I quickly moved from fear to anger when I remembered that my neighbor has been preventing my access to my surface water irrigation system for several months because I am black. I met this neighbor in July because he had only moved in three years ago, and during that time, I was mostly working out of state. I remembered that I harvested and packaged some culinary herbs and Badger Flame beets the morning before my spouse and I introduced ourselves and advised him that we would be traversing the easement to assess the damaged pipes. We did not need his permission, but he said it was okay and warned us that he had a noisy yet harmless dog. As I am wont to do when I visit any friend or neighbor, I gifted him a bag of produce, and we went on our way.

I should have known something wasn’t right when instead of returning the bag directly to me, he placed it in my mailbox. Two weeks later, when we went to photograph the damage, I was threatened and ejected from the easement, and my (white, male) spouse was asked to stay and talk to him. My spouse stayed, compounding the stress of an already exhausting situation, and the following week a Sheriff’s deputy showed up at my door for no reason he was able to disclose. I have since been working with attorneys to resolve his obstruction of my passage. Still, my neighbor claims to be blocking my access because he has bad feelings from our interactions. I am left with the option of pursuing litigation to restore access to an irrigation system that belongs to me. Still and all, I am more concerned with racist institutions than individuals’ racist actions.

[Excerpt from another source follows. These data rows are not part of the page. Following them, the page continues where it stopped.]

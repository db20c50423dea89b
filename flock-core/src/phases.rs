//! Per-frame simulation phases.
//!
//! A frame runs these in order:
//! 1. [`index_phase`] - rebuild the quadtree from prey positions.
//! 2. [`neighbor_phase`] - build the neighbor graph, serially.
//! 3. [`force_phase`] - fan out every steering pass (plus the intensity
//!    pass) in one rayon scope; the end of the scope is the fan-in barrier.
//! 4. [`apply_phase`] - integrate prey and predators concurrently, each from
//!    its own force buffers.
//!
//! Phases 1 to 3 form the compute half of a frame and phase 4 the apply half;
//! [`crate::simulation::Simulation`] sequences them.

use crate::{
    config::{BehaviorParams, PreyParams},
    force_buffer::ForceBuffer,
    motion,
    neighbors::NeighborGraph,
    population::Population,
    quadtree::QuadTree,
    steering::{flocking, intensity, point_forces, wander},
    types::Rect,
};
use glam::Vec2;
use tracing::trace;

/// Force buffers of every prey behavior.
#[derive(Debug, Default)]
pub struct PreyForces {
    pub alignment: ForceBuffer,
    pub separation: ForceBuffer,
    pub cohesion: ForceBuffer,
    pub escape: ForceBuffer,
    pub attraction: ForceBuffer,
    pub repulsion: ForceBuffer,
}

impl PreyForces {
    pub fn with_len(len: usize) -> Self {
        Self {
            alignment: ForceBuffer::with_len(len),
            separation: ForceBuffer::with_len(len),
            cohesion: ForceBuffer::with_len(len),
            escape: ForceBuffer::with_len(len),
            attraction: ForceBuffer::with_len(len),
            repulsion: ForceBuffer::with_len(len),
        }
    }

    /// Resizes and clears every buffer.
    pub fn ensure_len(&mut self, len: usize) {
        self.alignment.ensure_len(len);
        self.separation.ensure_len(len);
        self.cohesion.ensure_len(len);
        self.escape.ensure_len(len);
        self.attraction.ensure_len(len);
        self.repulsion.ensure_len(len);
    }

    pub fn len(&self) -> usize {
        self.alignment.len()
    }

    pub fn is_empty(&self) -> bool {
        self.alignment.is_empty()
    }

    /// Every prey force, in the order the integrator sums them.
    pub fn slices(&self) -> [&[Vec2]; 6] {
        [
            self.alignment.as_slice(),
            self.separation.as_slice(),
            self.cohesion.as_slice(),
            self.escape.as_slice(),
            self.attraction.as_slice(),
            self.repulsion.as_slice(),
        ]
    }
}

/// Force buffers of every predator behavior.
#[derive(Debug, Default)]
pub struct PredatorForces {
    pub wander: ForceBuffer,
}

impl PredatorForces {
    pub fn with_len(len: usize) -> Self {
        Self {
            wander: ForceBuffer::with_len(len),
        }
    }

    pub fn slices(&self) -> [&[Vec2]; 1] {
        [self.wander.as_slice()]
    }
}

/// Point forces and frame-wide values shared by the force passes.
#[derive(Clone, Copy, Debug)]
pub struct ForceInputs {
    pub attraction: Option<Vec2>,
    pub repulsion: Option<Vec2>,
    pub seed: u64,
    pub frame: u64,
    pub intensity_saturation: f32,
}

/// Rebuilds `tree` from `positions`.
///
/// ### Returns
/// The number of agents outside the world that were left out of the index
/// this frame. They get no neighbors, which is expected rather than an error.
pub fn index_phase(tree: &mut QuadTree, positions: &[Vec2]) -> usize {
    let dropped = tree.build(positions);
    if dropped > 0 {
        trace!(dropped, "agents outside the quadtree root");
    }
    dropped
}

/// Builds the neighbor graph from a freshly built tree.
///
/// The query box is sized from the largest perception radius of the
/// neighbor-driven behaviors.
pub fn neighbor_phase(
    graph: &mut NeighborGraph,
    tree: &QuadTree,
    positions: &[Vec2],
    params: &PreyParams,
) {
    graph.build(tree, positions, params.max_perception_radius());
    trace!(
        agents = graph.len(),
        neighbors = graph.total_neighbors(),
        "neighbor graph rebuilt"
    );
}

/// Runs every steering pass of the frame concurrently.
///
/// All passes read the populations and the neighbor graph and write only to
/// their own buffer. The function returns once every pass has finished, so
/// callers may read any output buffer afterward. Escape reads predator
/// positions, which is why predator integration must also wait for this
/// barrier.
///
/// ### Parameters
/// - `prey`, `predators` - Current populations; read only.
/// - `graph` - Neighbor graph for `prey`.
/// - `params` - Behavior snapshot for this frame.
/// - `inputs` - Active point forces, seed and frame number.
/// - `prey_out` - Prey force buffers, one per behavior.
/// - `intensity_out` - Per-prey crowding intensity.
/// - `predator_out` - Predator force buffers.
/// - `wander_theta` - Persistent predator wander angles, advanced in place.
#[allow(clippy::too_many_arguments)]
pub fn force_phase(
    prey: &Population,
    predators: &Population,
    graph: &NeighborGraph,
    params: &BehaviorParams,
    inputs: ForceInputs,
    prey_out: &mut PreyForces,
    intensity_out: &mut [f32],
    predator_out: &mut PredatorForces,
    wander_theta: &mut [f32],
) {
    let positions = prey.positions.as_slice();
    let velocities = prey.velocities.as_slice();
    let predator_positions = predators.positions.as_slice();
    let predator_velocities = predators.velocities.as_slice();
    let prey_params = &params.prey;
    let wander_params = &params.predator.wander;

    let PreyForces {
        alignment,
        separation,
        cohesion,
        escape,
        attraction,
        repulsion,
    } = prey_out;
    let wander_out = &mut predator_out.wander;

    rayon::scope(move |s| {
        s.spawn(move |_| {
            flocking::alignment(
                positions,
                velocities,
                graph,
                &prey_params.alignment,
                alignment.as_mut_slice(),
            );
        });
        s.spawn(move |_| {
            flocking::separation(
                positions,
                velocities,
                graph,
                &prey_params.separation,
                separation.as_mut_slice(),
            );
        });
        s.spawn(move |_| {
            flocking::cohesion(
                positions,
                velocities,
                graph,
                &prey_params.cohesion,
                cohesion.as_mut_slice(),
            );
        });
        s.spawn(move |_| {
            point_forces::escape(
                positions,
                velocities,
                predator_positions,
                &prey_params.escape,
                escape.as_mut_slice(),
            );
        });
        s.spawn(move |_| {
            point_forces::attraction(
                positions,
                inputs.attraction,
                &prey_params.attraction,
                attraction.as_mut_slice(),
            );
        });
        s.spawn(move |_| {
            point_forces::repulsion(
                positions,
                velocities,
                inputs.repulsion,
                &prey_params.repulsion,
                repulsion.as_mut_slice(),
            );
        });
        s.spawn(move |_| {
            intensity::intensity(graph, inputs.intensity_saturation, intensity_out);
        });
        s.spawn(move |_| {
            wander::wander(
                predator_positions,
                predator_velocities,
                wander_theta,
                wander_params,
                inputs.seed,
                inputs.frame,
                wander_out.as_mut_slice(),
            );
        });
    });
}

/// Integrates both species, each behind its own set of force buffers.
///
/// Must only be called after [`force_phase`] has returned for this frame.
pub fn apply_phase(
    prey: &mut Population,
    predators: &mut Population,
    prey_forces: &PreyForces,
    predator_forces: &PredatorForces,
    params: &BehaviorParams,
    bounds: &Rect,
    dt: f32,
) {
    let prey_slices = prey_forces.slices();
    let predator_slices = predator_forces.slices();

    rayon::join(
        || {
            motion::integrate_prey(
                &mut prey.positions,
                &mut prey.velocities,
                &mut prey.transforms,
                &prey_slices,
                &params.prey.movement,
                bounds,
                dt,
            )
        },
        || {
            motion::integrate_predators(
                &mut predators.positions,
                &mut predators.velocities,
                &mut predators.transforms,
                &predator_slices,
                &params.predator.movement,
                bounds,
                dt,
            )
        },
    );
}

#[cfg(test)]
mod tests {
    use super::*;
    use crate::{config::FlockConfig, types::Rect};

    fn world() -> Rect {
        Rect::new(Vec2::new(-50.0, -50.0), Vec2::new(50.0, 50.0))
    }

    struct Frame {
        tree: QuadTree,
        graph: NeighborGraph,
        prey_forces: PreyForces,
        predator_forces: PredatorForces,
        intensity: Vec<f32>,
        theta: Vec<f32>,
    }

    impl Frame {
        fn new(prey: &Population, predators: &Population) -> Self {
            Self {
                tree: QuadTree::new(world(), 4, 1.0),
                graph: NeighborGraph::new(),
                prey_forces: PreyForces::with_len(prey.len()),
                predator_forces: PredatorForces::with_len(predators.len()),
                intensity: vec![0.0; prey.len()],
                theta: vec![0.0; predators.len()],
            }
        }

        fn compute(
            &mut self,
            prey: &Population,
            predators: &Population,
            params: &BehaviorParams,
            inputs: ForceInputs,
        ) {
            index_phase(&mut self.tree, &prey.positions);
            neighbor_phase(&mut self.graph, &self.tree, &prey.positions, &params.prey);
            force_phase(
                prey,
                predators,
                &self.graph,
                params,
                inputs,
                &mut self.prey_forces,
                &mut self.intensity,
                &mut self.predator_forces,
                &mut self.theta,
            );
        }
    }

    fn inputs() -> ForceInputs {
        ForceInputs {
            attraction: None,
            repulsion: None,
            seed: 1,
            frame: 0,
            intensity_saturation: 4.0,
        }
    }

    #[test]
    fn force_phase_fills_each_buffer_independently() {
        let prey = Population::from_state(
            vec![Vec2::ZERO, Vec2::new(1.0, 0.0), Vec2::new(30.0, 30.0)],
            vec![Vec2::X, -Vec2::X, Vec2::Y],
        );
        let predators = Population::from_state(vec![Vec2::new(33.0, 30.0)], vec![Vec2::Y]);
        let params = FlockConfig::default().behavior();
        let mut frame = Frame::new(&prey, &predators);

        frame.compute(&prey, &predators, &params, inputs());

        // The first two prey see each other, the third sees the predator.
        assert!(frame.prey_forces.alignment.get(0).length() > 0.0);
        assert!(frame.prey_forces.separation.get(1).length() > 0.0);
        assert_eq!(frame.prey_forces.alignment.get(2), Vec2::ZERO);
        assert!(frame.prey_forces.escape.get(2).x < 0.0);
        assert_eq!(frame.prey_forces.escape.get(0), Vec2::ZERO);
        assert!(!frame.prey_forces.attraction.any_nonzero());
        assert!(!frame.prey_forces.repulsion.any_nonzero());
        assert!(frame.predator_forces.wander.get(0).length() > 0.0);
        assert_eq!(frame.intensity, vec![0.25, 0.25, 0.0]);
    }

    #[test]
    fn point_forces_follow_frame_inputs() {
        let prey = Population::from_state(vec![Vec2::new(5.0, 0.0)], vec![Vec2::ZERO]);
        let predators = Population::default();
        let params = FlockConfig::default().behavior();
        let mut frame = Frame::new(&prey, &predators);

        let mut with_points = inputs();
        with_points.attraction = Some(Vec2::new(20.0, 0.0));
        with_points.repulsion = Some(Vec2::ZERO);
        frame.compute(&prey, &predators, &params, with_points);

        assert!(frame.prey_forces.attraction.get(0).x > 0.0);
        assert!(frame.prey_forces.repulsion.get(0).x > 0.0);

        frame.compute(&prey, &predators, &params, inputs());
        assert_eq!(frame.prey_forces.attraction.get(0), Vec2::ZERO);
        assert_eq!(frame.prey_forces.repulsion.get(0), Vec2::ZERO);
    }

    #[test]
    fn apply_phase_moves_both_species() {
        let mut prey = Population::from_state(vec![Vec2::ZERO], vec![Vec2::new(5.0, 0.0)]);
        let mut predators =
            Population::from_state(vec![Vec2::new(10.0, 10.0)], vec![Vec2::new(0.0, 8.0)]);
        let params = FlockConfig::default().behavior();
        let mut frame = Frame::new(&prey, &predators);
        frame.compute(&prey, &predators, &params, inputs());

        apply_phase(
            &mut prey,
            &mut predators,
            &frame.prey_forces,
            &frame.predator_forces,
            &params,
            &world(),
            0.1,
        );

        assert!(prey.positions[0].x > 0.0);
        assert!(predators.positions[0].y > 10.0);
        assert_eq!(prey.transforms[0].position, prey.positions[0]);
        assert_eq!(predators.transforms[0].position, predators.positions[0]);
    }
}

Better Nutrition Makes Better Humans

While I have come across many Americans for whom mistreating others is a commitment and am disgusted by their behavior, I refuse to regard them with contempt. I uphold their right to feeding themselves in dignity, for I firmly believe that access to delicious, nutrient-dense food should not be merit-based. When I take my eggs to the food bank, I don’t get to dictate who receives them. When my produce ends up in a market, I have no say in who gets to purchase it, nor do I care to. My goal is to help communities provide for themselves, but sometimes you need to give a hungry man a fish; the lesson can come later.

I have no intractable foes. If given the opportunity, I would feed my racist neighbor again, and I would also feed the stranger who challenged me while I was getting my mail. I have fed the coworker who referred to black people as monkeys. I have fed several men who are angered that I am an intelligent, independent, outspoken woman who refuses to be “put in her place.” I also feed the deer that eat my lilies year after year.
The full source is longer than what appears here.